Siempre le había aterrado aquel sueño y, aunque sabía que no era real, sentía como si fuera a ocurrirle de verdad. Le dolía la parte superior de la cabeza, justo donde la había agarrado y sujetado con fuerza para retenerla. Se dio un masaje intentando relajarse y pensar en otra cosa. ¿Qué hora era? Las once y media. Se acercó a la ventana. Genial, había dejado de llover. Deseaba despejarse todo lo posible, así que decidió arreglarse y salir a tomar el aire. Abrió la puerta de su armario master cotinfant urban miel que había comprado por Internet en una página web que le había recomendado un amigo y comenzó a seleccionar la posible ropa que iba a ponerse. Tenía ganas de salir, de divertirse, de coquetear, de reírse… Tenía ganas de sentirse viva. Escogió su vestido negro de Roberto Verino, con un escote que dejaba ver un poco de sus sexis y atrevidos pechos, tenía un abierto a los lados que dejaba al descubierto sus largas y elegantes piernas y se ajustaba a ella como si lo hubieran hecho adrede. Le encantaba ponérsele y siempre lo usaba cuando le apetecía ligar un poco. Después, escogió unos tacones no muy altos (ya que ella ya era alta de por sí) de Gucci de un color grisáceo, que se puso a juego con unos pendientes de plata.

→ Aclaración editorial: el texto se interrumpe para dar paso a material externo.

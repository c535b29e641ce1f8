use std::time::Instant;
use tracing::{debug, error, info, warn};
use tracing_subscriber::EnvFilter;

pub struct Logger;

impl Logger {
    /// Install the global subscriber. Honors `RUST_LOG` when set.
    pub fn init() {
        let filter = EnvFilter::try_from_default_env()
            .unwrap_or_else(|_| EnvFilter::new("soku_transformer=info"));

        let _ = tracing_subscriber::fmt()
            .with_env_filter(filter)
            .with_target(false)
            .try_init();
    }

    pub fn route(filename: &str, route: &str) {
        debug!("🧭 {} → {}", filename, route);
    }

    pub fn stage(filename: &str, stage: &str) {
        debug!("🎨 {}: {}", stage, filename);
    }

    pub fn debug(msg: &str) {
        debug!("{}", msg);
    }

    pub fn info(msg: &str) {
        info!("{}", msg);
    }

    pub fn error(msg: &str) {
        error!("❌ {}", msg);
    }

    pub fn warn(msg: &str) {
        warn!("⚠️  {}", msg);
    }
}

pub struct Timer {
    start: Instant,
    name: String,
}

impl Timer {
    pub fn start(name: &str) -> Self {
        debug!("⏱️  Starting: {}", name);
        Self {
            start: Instant::now(),
            name: name.to_string(),
        }
    }

    pub fn elapsed(&self) -> std::time::Duration {
        self.start.elapsed()
    }
}

impl Drop for Timer {
    fn drop(&mut self) {
        debug!("⏱️  Completed: {} in {:.2?}", self.name, self.elapsed());
    }
}
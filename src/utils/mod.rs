// Shared utilities module
pub mod config_loader;
pub mod errors;
pub mod lines;
pub mod logging;

pub use config_loader::*;
pub use errors::*;
pub use lines::*;
pub use logging::*;
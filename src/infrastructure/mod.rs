// Infrastructure layer
pub mod processors;

pub use processors::*;
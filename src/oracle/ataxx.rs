//! Ataxx rules: a 7x7 board of expanding/jumping stones where every move
//! flips adjacent enemy stones. Positions are exchanged as ataxx FEN
//! (`x5o/7/7/7/7/7/o5x x 0 1`), moves as `a1` (clone), `a1c3` (jump) or
//! `0000` (pass).

use anyhow::{bail, Result};

use super::{Color, GameStatus, Oracle};

// 49 board squares, square = rank * 7 + file
const ALL: u64 = 0x1_FFFF_FFFF_FFFF;
const NOT_FILE_A: u64 = 0x1_FBF7_EFDF_BF7E;
const NOT_FILE_B: u64 = 0x1_F7EF_DFBF_7EFD;
const NOT_FILE_F: u64 = 0x1_7EFD_FBF7_EFDF;
const NOT_FILE_G: u64 = 0x0_FDFB_F7EF_DFBF;
const NOT_FILE_AB: u64 = NOT_FILE_A & NOT_FILE_B;
const NOT_FILE_FG: u64 = NOT_FILE_F & NOT_FILE_G;

#[derive(Debug, Clone, Copy, Default, PartialEq, Eq)]
struct Bitboard(u64);

impl Bitboard {
    fn get(self, sq: u8) -> bool {
        self.0 & (1 << sq) != 0
    }

    fn set(&mut self, sq: u8) {
        self.0 |= 1 << sq;
    }

    fn unset(&mut self, sq: u8) {
        self.0 &= !(1 << sq);
    }

    fn count(self) -> u32 {
        self.0.count_ones()
    }

    /// All squares one king-step away.
    fn singles(self) -> Bitboard {
        let b = self.0;
        let mut moves = 0;
        moves |= (b << 7) & ALL; // north
        moves |= b >> 7; // south
        moves |= (b << 1) & NOT_FILE_A; // east
        moves |= (b >> 1) & NOT_FILE_G; // west
        moves |= (b << 8) & NOT_FILE_A; // north east
        moves |= (b << 6) & NOT_FILE_G; // north west
        moves |= (b >> 6) & NOT_FILE_A; // south east
        moves |= (b >> 8) & NOT_FILE_G; // south west
        Bitboard(moves)
    }

    /// All squares exactly two steps away (jump destinations).
    fn doubles(self) -> Bitboard {
        let b = self.0;
        let mut moves = 0;
        moves |= (b << 12) & NOT_FILE_FG;
        moves |= (b << 13) & NOT_FILE_G;
        moves |= b << 14;
        moves |= (b << 15) & NOT_FILE_A;
        moves |= (b << 16) & NOT_FILE_AB;

        moves |= (b >> 16) & NOT_FILE_FG;
        moves |= (b >> 15) & NOT_FILE_G;
        moves |= b >> 14;
        moves |= (b >> 13) & NOT_FILE_A;
        moves |= (b >> 12) & NOT_FILE_AB;

        moves |= (b << 9) & NOT_FILE_AB;
        moves |= (b << 2) & NOT_FILE_AB;
        moves |= (b >> 5) & NOT_FILE_AB;

        moves |= (b << 5) & NOT_FILE_FG;
        moves |= (b >> 2) & NOT_FILE_FG;
        moves |= (b >> 9) & NOT_FILE_FG;

        Bitboard(moves & ALL)
    }
}

#[derive(Debug, Clone, Copy, PartialEq, Eq)]
struct Move {
    from: u8,
    to: u8,
}

/// The pass move, kept off the board.
const NULL_MOVE: Move = Move { from: 49, to: 49 };

impl Move {
    fn parse(s: &str) -> Result<Move> {
        if s == "0000" {
            return Ok(NULL_MOVE);
        }

        let bytes = s.as_bytes();
        match bytes.len() {
            2 => {
                let to = square(bytes[0], bytes[1])?;
                Ok(Move { from: to, to })
            }
            4 => {
                let from = square(bytes[0], bytes[1])?;
                let to = square(bytes[2], bytes[3])?;
                Ok(Move { from, to })
            }
            _ => bail!("bad ataxx move {s:?}"),
        }
    }

    fn is_single(self) -> bool {
        self.from == self.to
    }
}

fn square(file: u8, rank: u8) -> Result<u8> {
    if !(b'a'..=b'g').contains(&file) || !(b'1'..=b'7').contains(&rank) {
        bail!("square out of board");
    }
    Ok((rank - b'1') * 7 + (file - b'a'))
}

#[derive(Debug, Clone, Default)]
struct Position {
    pieces: [Bitboard; 2],
    gaps: Bitboard,
    turn: usize,
    halfmoves: u32,
    fullmoves: u32,
}

impl Position {
    fn set(&mut self, sq: u8, piece: usize) {
        self.pieces[0].unset(sq);
        self.pieces[1].unset(sq);
        self.gaps.unset(sq);
        match piece {
            0 => self.pieces[0].set(sq),
            1 => self.pieces[1].set(sq),
            2 => self.gaps.set(sq),
            _ => {}
        }
    }

    fn get(&self, sq: u8) -> usize {
        if self.pieces[0].get(sq) {
            0
        } else if self.pieces[1].get(sq) {
            1
        } else if self.gaps.get(sq) {
            2
        } else {
            3
        }
    }

    fn set_fen(&mut self, fen: &str) {
        *self = Position {
            fullmoves: 1,
            ..Position::default()
        };

        let mut fields = fen.split_whitespace();

        if let Some(board) = fields.next() {
            // top rank first
            let mut sq: i32 = 42;
            for c in board.chars() {
                match c {
                    'x' => {
                        self.set(sq as u8, 0);
                        sq += 1;
                    }
                    'o' => {
                        self.set(sq as u8, 1);
                        sq += 1;
                    }
                    '-' => {
                        self.set(sq as u8, 2);
                        sq += 1;
                    }
                    '1'..='7' => sq += c as i32 - '0' as i32,
                    '/' => sq -= 14,
                    _ => {}
                }
            }
        }

        if let Some(turn) = fields.next() {
            self.turn = usize::from(turn != "x");
        }

        if let Some(halfmoves) = fields.next() {
            self.halfmoves = halfmoves.parse().unwrap_or(0);
        }

        if let Some(fullmoves) = fields.next() {
            self.fullmoves = fullmoves.parse().unwrap_or(1);
        }
    }

    fn fen(&self) -> String {
        let mut fen = String::new();

        for rank in (0u8..7).rev() {
            let mut empty = 0;
            for file in 0u8..7 {
                let sq = rank * 7 + file;
                let c = match self.get(sq) {
                    0 => 'x',
                    1 => 'o',
                    2 => '-',
                    _ => {
                        empty += 1;
                        continue;
                    }
                };
                if empty > 0 {
                    fen.push(char::from_digit(empty, 10).unwrap_or('7'));
                    empty = 0;
                }
                fen.push(c);
            }
            if empty > 0 {
                fen.push(char::from_digit(empty, 10).unwrap_or('7'));
            }
            if rank > 0 {
                fen.push('/');
            }
        }

        fen.push(' ');
        fen.push(if self.turn == 0 { 'x' } else { 'o' });
        fen.push_str(&format!(" {} {}", self.halfmoves, self.fullmoves));
        fen
    }

    fn make_move(&mut self, mov: Move) {
        if mov == NULL_MOVE {
            // a pass still ticks the irreversible-move clock
            self.halfmoves += 1;
            self.turn = 1 - self.turn;
            if self.turn == 0 {
                self.fullmoves += 1;
            }
            return;
        }

        let to = Bitboard(1 << mov.to);
        let from = Bitboard(1 << mov.from);
        let neighbours = to.singles().0;

        // move our piece
        self.pieces[self.turn].0 ^= to.0 | from.0;

        // flip captured pieces
        let captured = self.pieces[1 - self.turn].0 & neighbours;
        self.pieces[self.turn].0 ^= captured;
        self.pieces[1 - self.turn].0 ^= captured;

        self.halfmoves += 1;
        if captured != 0 || mov.is_single() {
            self.halfmoves = 0;
        }

        self.turn = 1 - self.turn;
        if self.turn == 0 {
            self.fullmoves += 1;
        }
    }
}

/// Built-in ataxx adjudicator.
#[derive(Debug, Default)]
pub struct AtaxxOracle {
    position: Position,
}

impl Oracle for AtaxxOracle {
    fn initialize(&mut self, fen: &str) {
        self.position.set_fen(fen);
    }

    fn make_move(&mut self, mov: &str) -> Result<()> {
        let mov = Move::parse(mov)?;
        self.position.make_move(mov);
        Ok(())
    }

    fn fen(&self) -> String {
        self.position.fen()
    }

    fn side_to_move(&self) -> Color {
        if self.position.turn == 0 {
            Color::First
        } else {
            Color::Second
        }
    }

    fn result(&self) -> (GameStatus, &'static str) {
        let stm = self.position.turn;
        let xtm = stm ^ 1;

        if self.position.halfmoves >= 100 {
            return (GameStatus::Draw, "50-move Rule");
        }

        if self.position.pieces[stm].0 == 0 {
            return (GameStatus::XtmWins, "Eradication");
        } else if self.position.pieces[xtm].0 == 0 {
            return (GameStatus::StmWins, "Eradication");
        }

        // board full or blocked: most stones wins
        let empty = ALL ^ self.position.pieces[0].0 ^ self.position.pieces[1].0 ^ self.position.gaps.0;
        let both = Bitboard(self.position.pieces[0].0 | self.position.pieces[1].0);
        if (both.singles().0 | both.doubles().0) & empty == 0 {
            let stm_n = self.position.pieces[stm].count();
            let xtm_n = self.position.pieces[xtm].count();

            return match stm_n.cmp(&xtm_n) {
                std::cmp::Ordering::Greater => (GameStatus::StmWins, "Population Count"),
                std::cmp::Ordering::Less => (GameStatus::XtmWins, "Population Count"),
                std::cmp::Ordering::Equal => (GameStatus::Draw, "Population Count"),
            };
        }

        (GameStatus::Ongoing, "")
    }

    fn zero_moves(&self) -> bool {
        self.position.halfmoves == 0
    }
}
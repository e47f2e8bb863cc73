#![allow(dead_code)] // each test binary uses its own subset of the fakes

//! Scripted fake engines for the end-to-end tests.
//!
//! Each fake is a tiny shell stub written into a tempdir that speaks just
//! enough of the wire protocol: handshake, `isready`, and a canned reply to
//! every `go`. They are real subprocesses, so the tests exercise the whole
//! spawn/reader/await pipeline.

use std::fs;
use std::os::unix::fs::PermissionsExt;
use std::path::{Path, PathBuf};

use duelist::engine::EngineConfig;
use duelist::openings::{OpeningsConfig, SelectionOrder};

pub const ATAXX_START: &str = "x5o/7/7/7/7/7/o5x x 0 1";

/// Same position with the irreversible-move clock nearly run out, so games
/// between passive engines end quickly by the 50-move rule.
pub const ATAXX_NEARLY_STALE: &str = "x5o/7/7/7/7/7/o5x x 96 1";

/// Write an executable shell stub and return its path.
pub fn script_engine(dir: &Path, name: &str, body: &str) -> PathBuf {
    let path = dir.join(name);
    fs::write(&path, format!("#!/bin/sh\n{body}\n")).unwrap();
    let mut permissions = fs::metadata(&path).unwrap().permissions();
    permissions.set_mode(0o755);
    fs::set_permissions(&path, permissions).unwrap();
    path
}

/// An engine that answers every `go` instantly with the next move from
/// `moves`, then passes (`0000`) once the list runs out.
pub fn scripted_mover(dir: &Path, name: &str, moves: &str) -> PathBuf {
    let body = format!(
        r#"moves="{moves}"
i=0
while read line; do
  case "$line" in
    uci|uai) echo "id name {name}"; echo "${{line}}ok" ;;
    isready) echo "readyok" ;;
    go*) i=$((i+1))
         m=$(printf '%s\n' "$moves" | cut -d' ' -f$i)
         [ -n "$m" ] || m=0000
         echo "bestmove $m" ;;
    quit) exit 0 ;;
  esac
done"#
    );
    script_engine(dir, name, &body)
}

/// An engine that always passes.
pub fn passer(dir: &Path, name: &str) -> PathBuf {
    scripted_mover(dir, name, "")
}

/// An engine that beats a passer from the standard ataxx opening as either
/// colour, by cloning toward the opponent's corners and flipping them.
pub fn striker(dir: &Path, name: &str) -> PathBuf {
    scripted_mover(dir, name, "f1 b7 b1 f7 c1 e7")
}

/// An engine that completes the handshake but exits as soon as a new game
/// is announced.
pub fn quitter(dir: &Path, name: &str) -> PathBuf {
    let body = r#"while read line; do
  case "$line" in
    uci|uai) echo "${line}ok" ;;
    isready) echo "readyok" ;;
    ucinewgame|uainewgame) exit 0 ;;
    quit) exit 0 ;;
  esac
done"#;
    script_engine(dir, name, body)
}

/// An engine that sits on every `go` far longer than any test clock.
pub fn sleeper(dir: &Path, name: &str) -> PathBuf {
    let body = r#"while read line; do
  case "$line" in
    uci|uai) echo "${line}ok" ;;
    isready) echo "readyok" ;;
    go*) sleep 3; echo "bestmove 0000" ;;
    quit) exit 0 ;;
  esac
done"#;
    script_engine(dir, name, body)
}

pub fn engine_config(name: &str, cmd: &Path, tc: &str) -> EngineConfig {
    EngineConfig {
        name: name.to_string(),
        cmd: cmd.display().to_string(),
        dir: None,
        args: String::new(),
        protocol: String::new(),
        init_string: None,
        options: Default::default(),
        time_control: tc.to_string(),
        depth: None,
        nodes: None,
    }
}

/// Write an opening book of `copies` identical lines.
pub fn book(dir: &Path, fen: &str, copies: usize) -> OpeningsConfig {
    let path = dir.join("book.epd");
    let mut text = String::new();
    for _ in 0..copies {
        text.push_str(fen);
        text.push('\n');
    }
    fs::write(&path, text).unwrap();
    OpeningsConfig {
        file: path,
        order: SelectionOrder::Sequential,
        start: 0,
        seed: 0,
    }
}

Una vez hubo terminado de arreglarse, cogió su móvil y llamó a Mery. Esta le respondió al instante.

-         -  ¡Dime!

-          - ¿Te apetece salir?

-         -  ¿Qué si me apetece? Ya estoy lista.- Dijo entre risas.

-          - Perfecto.- Parecía que las dos estaban tan compenetradas que siempre estaban pensando en lo mismo. Era una gran casualidad, pero le encantaba que eso pasara- Pues nos vemos en la puerta de la Universidad en diez minutos.

-          - Vale, hasta luego cariño. ¡Nos vemos!

-          - Nos vemos.

Y, con una amplia sonrisa en la cara, guardó su móvil, las llaves, el dinero, algunos pañuelos y todo lo indispensable en el bolso y se marchó de su casa.